Cultura

Karina Michele diz que 'estão tratando nossos idosos como mobília'

Artista participa do 29º. Salão de Artes da Marinha com o quadro ‘Brasil’, em que faz a crítica à violência e ao apartheid dos idosos

27 de Julho de 2018, 13:36

 
Karina Michele Souza está entre os cem artistas visual que integram a 29ª edição do Salão de Artes da Marinha, que será inaugurado nesta quarta-feira (4), no Centro Cultural e de Exposições Ruth Cardoso, no bairro do Jaraguá, região central de Maceió. Com uma obra arrojada de telas pintadas a óleo e esculturas feitas com floral de arranjos e papel machê, Karina surpreende pela riqueza dos traços e por uma inquietude que transcende os limites da cidade natal Penedo. 
 
Como se diz por lá, essa artista de 33 anos é uma danada.  Para a exposição do salão da Marinha, mandou uma tela que, segundo ela, “é uma crítica da atual situação do Brasil”. O quadro mostra uma sala decadente nas cores verde, azul e amarelo.
 
'Igreja Corrente', obra de Karina Michele sobre a histórica Penedo
“A parede está toda quebrada, o sofá rasgado e por baixo dele sai uma pequena poça de sangue”, explica, afirmando que este é o sentimento que tem atualmente pelo país. “Estão tratando nossos idosos como mobília e é triste ver mães perdendo filhos tão violentamente, enquanto as autoridades, pensando na Copa, jogam a sujeira para baixo do tapete.”
 
Karina diz que o mercado de artes em Penedo “está devagar quase parando”. Mas, como ela não é boba nem nada, pesquisa e investe no mercado além mar.
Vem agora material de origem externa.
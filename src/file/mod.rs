//! Resource handles
//!
//! A [`FileServiceClient`] hands out [`ShareClient`], [`DirectoryClient`]
//! and [`FileClient`] handles. Handles cache the properties and metadata
//! the service last returned for them; nothing refreshes them implicitly.

pub mod client;
pub mod directory;
#[allow(clippy::module_inception)]
pub mod file;
pub mod metadata;
pub mod properties;
pub mod share;
pub mod uri;

pub use client::{FileServiceClient, RequestOptions};
pub use directory::{DirectoryClient, EntryKind, ListEntry};
pub use file::FileClient;
pub use metadata::Metadata;
pub use properties::{ContentSettings, DirectoryProperties, FileProperties, ShareProperties};
pub use share::ShareClient;
pub use uri::{LocationMode, StorageUri};
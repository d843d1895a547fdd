//! Authentication module
//!
//! Credentials (anonymous, shared access signature, account key) and the
//! transform that turns a resource URI or request into an authorized one.

pub mod credentials;
pub mod signing;

pub use credentials::{CredentialMode, StorageCredentials};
Mantém contato com a curadora paulista naturalizada francesa Diva Pavesi, que edita o catálogo “Arte Contemporânea Brasileira”, e com a Ward-Nasse Art Gallery, de Nova York, de olho na exposição “Women Art 2014”. Karina vende quadros em Penedo a R$ 300 e R$ 800. Em Nova York, foram avaliados em U$ 700 e R$ 1.500.